A life-size bronze sculpture by the renowned British sculptor Tessa Campbell Fraser FRBS, has been unveiled this weekend at Thirlestane Castle’s inaugural Sir Jackie Stewart Classic.

Tessa Campbell Fraser was born in Edinburgh in 1967 and studied at Chelsea School of Art. One of the country’s leading equestrian and animal artists in both painting and sculpture, her work has been exhibited worldwide, won many awards and is featured in private collections in Australia, South Africa, Monaco and the USA.

In addition, Tessa has fulfilled commissions for Her Majesty the Queen, (her life size bronze sculpture of the Queen’s Gold Cup winner Estimate stands at the entrance of Sandringham House) HRH Prince Fahd Salman, the Household Cavalry and Knuthenborg Safari Park, Denmark. Tessa was elected an Associate Member of the Royal Society of British Sculptors in 2001 and made a Fellow in 2004.

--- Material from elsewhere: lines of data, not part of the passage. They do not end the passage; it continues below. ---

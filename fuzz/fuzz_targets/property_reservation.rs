#![no_main]

use std::collections::BTreeMap;

use libfuzzer_sys::fuzz_target;
use weft_aspect::{PropertyError, PropertyRegistry, BUILTIN_ASPECT_PROPERTIES, BUILTIN_OWNER};

const MAX_STEPS: usize = 256;

const NAMES: &[&str] = &[
    "get_xyz",
    "get_route",
    "route_catalog",
    "config",
    "genesis",
    "validate_feature_content",
    "x",
];

const OWNERS: &[&str] = &["plugin-a", "plugin-b", "plugin-c", "builtin"];

fuzz_target!(|data: &[u8]| {
    let mut registry = PropertyRegistry::aspect_builtins();

    // Shadow model: name to owner, seeded exactly like the registry.
    let mut model: BTreeMap<&str, &str> = BUILTIN_ASPECT_PROPERTIES
        .iter()
        .map(|name| (*name, BUILTIN_OWNER))
        .collect();

    for chunk in data.chunks(2).take(MAX_STEPS) {
        let name = NAMES[chunk[0] as usize % NAMES.len()];
        let owner = OWNERS[chunk.get(1).copied().unwrap_or(0) as usize % OWNERS.len()];

        let expected: Result<(), &str> = match model.get(name) {
            None => {
                model.insert(name, owner);
                Ok(())
            }
            Some(current) if *current == owner => Ok(()),
            Some(current) => Err(current),
        };

        match (registry.reserve_name(name, owner), expected) {
            (Ok(()), Ok(())) => {}
            (Err(PropertyError::Conflict { current_owner, .. }), Err(want)) => {
                assert_eq!(current_owner, want);
            }
            (got, want) => panic!("reserve_name({name}, {owner}): got {got:?}, want {want:?}"),
        }

        // Single owner per name, matching the model after every step.
        assert_eq!(registry.owner_of(name), model.get(name).copied());
        assert_eq!(registry.is_reserved_name(name), model.contains_key(name));
    }

    // Builtins never change hands.
    for builtin in BUILTIN_ASPECT_PROPERTIES {
        assert_eq!(registry.owner_of(builtin), Some(BUILTIN_OWNER));
    }

    // The audit log is strictly ordered.
    for window in registry.events().windows(2) {
        assert!(window[0].sequence < window[1].sequence);
    }
});
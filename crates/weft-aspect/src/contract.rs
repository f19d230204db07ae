//! Seams to the collaborators that live outside this crate.
//!
//! The launch orchestrator, the per-feature declaration object, and the root
//! rendering tree are external by design. Aspects only ever see them through
//! the narrow interfaces defined here, so none of those collaborators leak
//! implementation details into the contract layer.

use std::any::Any;
use std::fmt;

use crate::content::AspectContent;

/// Read-only view of one feature declaration.
///
/// The concrete declaration object (and its own validation) belongs to the
/// feature-declaration collaborator; hooks receive features only through
/// this view.
pub trait Feature {
    /// Feature identifier, unique among the active features of an
    /// application.
    fn name(&self) -> &str;

    /// Content this feature declares under the given aspect name, if any.
    fn content(&self, aspect_name: &str) -> Option<&AspectContent>;
}

/// Cross-feature resource hub handed to expansion and assembly hooks.
///
/// Populated by the orchestrator once all features are known; the payload
/// behind each key is aspect-specific and opaque to this crate.
pub trait ResourceHub {
    /// Look up a published resource by key.
    fn resource(&self, key: &str) -> Option<&dyn Any>;
}

/// Opaque root rendering-tree node threaded through the root-element fold.
///
/// Root-element hooks receive the current node by value and must return a
/// node that still contains it; the orchestrator enforces that containment.
/// The concrete node type belongs to the application's UI stack and is never
/// inspected here.
pub struct RootElm(Box<dyn Any>);

impl RootElm {
    /// Wrap a concrete node.
    pub fn new<T: 'static>(node: T) -> Self {
        Self(Box::new(node))
    }

    /// Recover the concrete node, returning `self` unchanged on a type
    /// mismatch.
    pub fn downcast<T: 'static>(self) -> Result<Box<T>, RootElm> {
        self.0.downcast::<T>().map_err(RootElm)
    }

    /// Borrow the concrete node if it has the expected type.
    pub fn downcast_ref<T: 'static>(&self) -> Option<&T> {
        self.0.downcast_ref::<T>()
    }
}

impl fmt::Debug for RootElm {
    fn fmt(&self, f: &mut fmt::Formatter<'_>) -> fmt::Result {
        f.write_str("RootElm(..)")
    }
}

/// Predicate over the feature-level reserved keywords.
///
/// The feature-declaration collaborator owns the keyword list (things like
/// an `enabled` flag); the aspect factory consults it so no aspect can
/// shadow a built-in feature concept with its content key.
pub trait FeatureKeywordGuard {
    /// Whether `name` is reserved as a feature-level keyword.
    fn is_reserved_feature_keyword(&self, name: &str) -> bool;
}

/// Fixed keyword list backing [`FeatureKeywordGuard`] for hosts whose
/// feature keywords are known at compile time.
#[derive(Debug, Clone, Copy, PartialEq, Eq)]
pub struct StaticKeywordSet(pub &'static [&'static str]);

impl FeatureKeywordGuard for StaticKeywordSet {
    fn is_reserved_feature_keyword(&self, name: &str) -> bool {
        self.0.contains(&name)
    }
}

#[cfg(test)]
mod tests {
    use super::*;

    #[test]
    fn static_keyword_set_matches_exactly() {
        let guard = StaticKeywordSet(&["enabled", "app_will_start"]);
        assert!(guard.is_reserved_feature_keyword("enabled"));
        assert!(!guard.is_reserved_feature_keyword("enable"));
        assert!(!guard.is_reserved_feature_keyword(""));
    }

    #[test]
    fn root_elm_round_trips_concrete_node() {
        let elm = RootElm::new(vec!["app".to_string()]);
        assert!(elm.downcast_ref::<Vec<String>>().is_some());
        assert!(elm.downcast_ref::<u32>().is_none());

        let node = elm.downcast::<Vec<String>>().expect("concrete node");
        assert_eq!(*node, vec!["app".to_string()]);
    }

    #[test]
    fn root_elm_downcast_mismatch_preserves_node() {
        let elm = RootElm::new(7u32);
        let elm = elm.downcast::<String>().expect_err("type mismatch");
        assert_eq!(elm.downcast_ref::<u32>(), Some(&7));
    }
}
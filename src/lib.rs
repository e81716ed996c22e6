// Library surface for the CLI and integration tests.
pub mod app_dirs;
pub mod config;
pub mod error;
pub mod geometry;
pub mod progress;
pub mod runtime;
pub mod scoring;
pub mod session;
pub mod task;
pub mod trainer;

pub use error::{ProgressError, TaskSourceError, TrainerError, ValidationError};
pub use scoring::Outcome;
pub use session::{Feedback, Interaction, Session, SessionId};
pub use task::{Task, TaskCatalog};
pub use trainer::Trainer;
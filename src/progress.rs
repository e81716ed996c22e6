use crate::app_dirs::AppDirs;
use crate::error::ProgressError;
use crate::scoring::Outcome;
use chrono::{DateTime, Local};
use rusqlite::{params, Connection, OptionalExtension, Row};
use std::collections::HashMap;
use std::path::Path;
use tracing::debug;

pub type Result<T> = std::result::Result<T, ProgressError>;

/// Best and most recent results per task.
pub trait ProgressStore {
    fn get_best(&self, task_id: &str) -> Result<Option<Outcome>>;

    fn get_last(&self, task_id: &str) -> Result<Option<Outcome>>;

    /// Always remembers `outcome` as the latest attempt. Replaces the best
    /// record only when none exists or the star rating is strictly higher;
    /// returns whether it did.
    fn record_if_better(&mut self, outcome: &Outcome) -> Result<bool>;

    fn all_best(&self) -> Result<Vec<Outcome>>;
}

fn improves(existing: Option<&Outcome>, candidate: &Outcome) -> bool {
    existing.map_or(true, |best| candidate.star_rating > best.star_rating)
}

#[derive(Debug, Default)]
pub struct MemoryProgressStore {
    best: HashMap<String, Outcome>,
    last: HashMap<String, Outcome>,
}

impl MemoryProgressStore {
    pub fn new() -> Self {
        Self::default()
    }
}

impl ProgressStore for MemoryProgressStore {
    fn get_best(&self, task_id: &str) -> Result<Option<Outcome>> {
        Ok(self.best.get(task_id).cloned())
    }

    fn get_last(&self, task_id: &str) -> Result<Option<Outcome>> {
        Ok(self.last.get(task_id).cloned())
    }

    fn record_if_better(&mut self, outcome: &Outcome) -> Result<bool> {
        self.last.insert(outcome.task_id.clone(), outcome.clone());
        if improves(self.best.get(&outcome.task_id), outcome) {
            self.best.insert(outcome.task_id.clone(), outcome.clone());
            return Ok(true);
        }
        Ok(false)
    }

    fn all_best(&self) -> Result<Vec<Outcome>> {
        let mut all: Vec<Outcome> = self.best.values().cloned().collect();
        all.sort_by(|a, b| a.task_id.cmp(&b.task_id));
        Ok(all)
    }
}

const SCHEMA: &str = r#"
    CREATE TABLE IF NOT EXISTS best_results (
        task_id TEXT PRIMARY KEY,
        final_score INTEGER NOT NULL,
        star_rating INTEGER NOT NULL,
        elapsed_secs REAL NOT NULL,
        error_count INTEGER NOT NULL,
        completed_at TEXT NOT NULL
    );
    CREATE TABLE IF NOT EXISTS attempts (
        id INTEGER PRIMARY KEY AUTOINCREMENT,
        task_id TEXT NOT NULL,
        final_score INTEGER NOT NULL,
        star_rating INTEGER NOT NULL,
        elapsed_secs REAL NOT NULL,
        error_count INTEGER NOT NULL,
        completed_at TEXT NOT NULL
    );
    CREATE INDEX IF NOT EXISTS idx_attempts_task ON attempts(task_id);
"#;

const COLUMNS: &str = "task_id, final_score, star_rating, elapsed_secs, error_count, completed_at";

fn outcome_from_row(row: &Row<'_>) -> rusqlite::Result<Outcome> {
    let completed_at: String = row.get(5)?;
    let completed_at = DateTime::parse_from_rfc3339(&completed_at)
        .map_err(|_| {
            rusqlite::Error::InvalidColumnType(
                5,
                "completed_at".to_string(),
                rusqlite::types::Type::Text,
            )
        })?
        .with_timezone(&Local);

    Ok(Outcome {
        task_id: row.get(0)?,
        final_score: row.get(1)?,
        star_rating: row.get(2)?,
        elapsed_secs: row.get(3)?,
        error_count: row.get(4)?,
        completed_at,
    })
}

/// SQLite-backed progress under `$HOME/.local/state/mousedrill`.
#[derive(Debug)]
pub struct SqliteProgressStore {
    conn: Connection,
}

impl SqliteProgressStore {
    pub fn open_default() -> Result<Self> {
        Self::open(AppDirs::db_path())
    }

    pub fn open<P: AsRef<Path>>(path: P) -> Result<Self> {
        let path = path.as_ref();
        if let Some(parent) = path.parent() {
            std::fs::create_dir_all(parent)?;
        }
        debug!(path = %path.display(), "opening progress database");
        Self::init(Connection::open(path)?)
    }

    pub fn in_memory() -> Result<Self> {
        Self::init(Connection::open_in_memory()?)
    }

    fn init(conn: Connection) -> Result<Self> {
        conn.execute_batch(SCHEMA)?;
        Ok(Self { conn })
    }

    /// Every recorded attempt, oldest first.
    pub fn attempts(&self) -> Result<Vec<Outcome>> {
        let mut stmt = self
            .conn
            .prepare(&format!("SELECT {COLUMNS} FROM attempts ORDER BY id"))?;
        let rows = stmt.query_map([], outcome_from_row)?;
        Ok(rows.collect::<rusqlite::Result<Vec<_>>>()?)
    }

    /// Write the attempt history as CSV.
    pub fn export_csv<W: std::io::Write>(&self, writer: W) -> Result<usize> {
        let attempts = self.attempts()?;
        let mut csv = csv::Writer::from_writer(writer);
        csv.write_record([
            "task_id",
            "final_score",
            "star_rating",
            "elapsed_secs",
            "error_count",
            "completed_at",
        ])?;
        for a in &attempts {
            csv.write_record([
                a.task_id.clone(),
                a.final_score.to_string(),
                a.star_rating.to_string(),
                format!("{:.2}", a.elapsed_secs),
                a.error_count.to_string(),
                a.completed_at.to_rfc3339(),
            ])?;
        }
        csv.flush()?;
        Ok(attempts.len())
    }
}

impl ProgressStore for SqliteProgressStore {
    fn get_best(&self, task_id: &str) -> Result<Option<Outcome>> {
        let outcome = self
            .conn
            .query_row(
                &format!("SELECT {COLUMNS} FROM best_results WHERE task_id = ?1"),
                [task_id],
                outcome_from_row,
            )
            .optional()?;
        Ok(outcome)
    }

    fn get_last(&self, task_id: &str) -> Result<Option<Outcome>> {
        let outcome = self
            .conn
            .query_row(
                &format!(
                    "SELECT {COLUMNS} FROM attempts WHERE task_id = ?1 ORDER BY id DESC LIMIT 1"
                ),
                [task_id],
                outcome_from_row,
            )
            .optional()?;
        Ok(outcome)
    }

    fn record_if_better(&mut self, outcome: &Outcome) -> Result<bool> {
        let existing = self.get_best(&outcome.task_id)?;
        let replace = improves(existing.as_ref(), outcome);
        let completed_at = outcome.completed_at.to_rfc3339();

        let tx = self.conn.transaction()?;
        tx.execute(
            &format!("INSERT INTO attempts ({COLUMNS}) VALUES (?1, ?2, ?3, ?4, ?5, ?6)"),
            params![
                outcome.task_id,
                outcome.final_score,
                outcome.star_rating,
                outcome.elapsed_secs,
                outcome.error_count,
                completed_at,
            ],
        )?;
        if replace {
            tx.execute(
                &format!(
                    "INSERT OR REPLACE INTO best_results ({COLUMNS}) VALUES (?1, ?2, ?3, ?4, ?5, ?6)"
                ),
                params![
                    outcome.task_id,
                    outcome.final_score,
                    outcome.star_rating,
                    outcome.elapsed_secs,
                    outcome.error_count,
                    completed_at,
                ],
            )?;
        }
        tx.commit()?;

        debug!(task = %outcome.task_id, stars = outcome.star_rating, replace, "recorded outcome");
        Ok(replace)
    }

    fn all_best(&self) -> Result<Vec<Outcome>> {
        let mut stmt = self.conn.prepare(&format!(
            "SELECT {COLUMNS} FROM best_results ORDER BY task_id"
        ))?;
        let rows = stmt.query_map([], outcome_from_row)?;
        Ok(rows.collect::<rusqlite::Result<Vec<_>>>()?)
    }
}

#[cfg(test)]
mod tests {
    use super::*;
    use tempfile::tempdir;

    fn outcome(task_id: &str, stars: u8, score: u32) -> Outcome {
        Outcome {
            task_id: task_id.to_string(),
            final_score: score,
            star_rating: stars,
            elapsed_secs: 12.5,
            error_count: 1,
            completed_at: Local::now(),
        }
    }

    fn check_best_only_improves(store: &mut dyn ProgressStore) {
        assert!(store.get_best("click_01").unwrap().is_none());

        assert!(store.record_if_better(&outcome("click_01", 4, 75)).unwrap());
        assert!(!store.record_if_better(&outcome("click_01", 3, 55)).unwrap());
        assert_eq!(store.get_best("click_01").unwrap().unwrap().star_rating, 4);
        assert_eq!(store.get_last("click_01").unwrap().unwrap().star_rating, 3);

        // ties keep the existing record
        assert!(!store.record_if_better(&outcome("click_01", 4, 88)).unwrap());
        assert_eq!(store.get_best("click_01").unwrap().unwrap().final_score, 75);

        assert!(store.record_if_better(&outcome("click_01", 5, 95)).unwrap());
        assert_eq!(store.get_best("click_01").unwrap().unwrap().star_rating, 5);
    }

    #[test]
    fn memory_store_keeps_best() {
        check_best_only_improves(&mut MemoryProgressStore::new());
    }

    #[test]
    fn sqlite_store_keeps_best() {
        check_best_only_improves(&mut SqliteProgressStore::in_memory().unwrap());
    }

    #[test]
    fn three_stars_replaced_by_five() {
        let mut store = SqliteProgressStore::in_memory().unwrap();
        store.record_if_better(&outcome("hover_01", 3, 55)).unwrap();
        assert!(store.record_if_better(&outcome("hover_01", 5, 92)).unwrap());
        assert_eq!(store.get_best("hover_01").unwrap().unwrap().final_score, 92);
    }

    #[test]
    fn sqlite_store_persists_on_disk() {
        let dir = tempdir().unwrap();
        let path = dir.path().join("state").join("progress.db");
        {
            let mut store = SqliteProgressStore::open(&path).unwrap();
            store.record_if_better(&outcome("trace_star", 2, 40)).unwrap();
        }
        let store = SqliteProgressStore::open(&path).unwrap();
        let best = store.get_best("trace_star").unwrap().unwrap();
        assert_eq!(best.star_rating, 2);
        assert_eq!(best.elapsed_secs, 12.5);
        assert_eq!(store.all_best().unwrap().len(), 1);
    }

    #[test]
    fn all_best_sorted_by_task() {
        let mut store = SqliteProgressStore::in_memory().unwrap();
        store.record_if_better(&outcome("trace_circle", 2, 40)).unwrap();
        store.record_if_better(&outcome("click_01", 4, 80)).unwrap();
        let ids: Vec<String> = store.all_best().unwrap().into_iter().map(|o| o.task_id).collect();
        assert_eq!(ids, vec!["click_01", "trace_circle"]);
    }

    #[test]
    fn export_writes_every_attempt() {
        let mut store = SqliteProgressStore::in_memory().unwrap();
        store.record_if_better(&outcome("click_01", 4, 80)).unwrap();
        store.record_if_better(&outcome("click_01", 2, 35)).unwrap();

        let mut buf = Vec::new();
        assert_eq!(store.export_csv(&mut buf).unwrap(), 2);
        let text = String::from_utf8(buf).unwrap();
        let lines: Vec<&str> = text.lines().collect();
        assert_eq!(lines.len(), 3);
        assert!(lines[0].starts_with("task_id,final_score"));
        assert!(lines[2].starts_with("click_01,35,2,12.50,1,"));
    }
}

The piece of sculpture is called ‘Red Highland Stag During Rut’ and it seems Tessa’s affection for deer derives from her Scottish heritage.

She said: “Having been born in Scotland and walked on the Highland moors, I have great admiration for the Red Highland Stag. This powerful beast is especially spectacular (and noisy) at the rut when, with its massive antlers, it aims to conquer rival male stags and win the females. My work aims to capture the majesty of this remarkable native Scottish animal.”

To make her sculptures Tessa first creates a small maquette from life which she uses as her reference (the original maquette for Red Highland Stag is also in the silent auction). The initial process is welding a full-size steel armature, like a skeleton frame, which she then models over using clay. After this, a rubber mould is made, followed by a wax version which is finally cast in bronze. Tessa is personally involved in all stages at the foundry.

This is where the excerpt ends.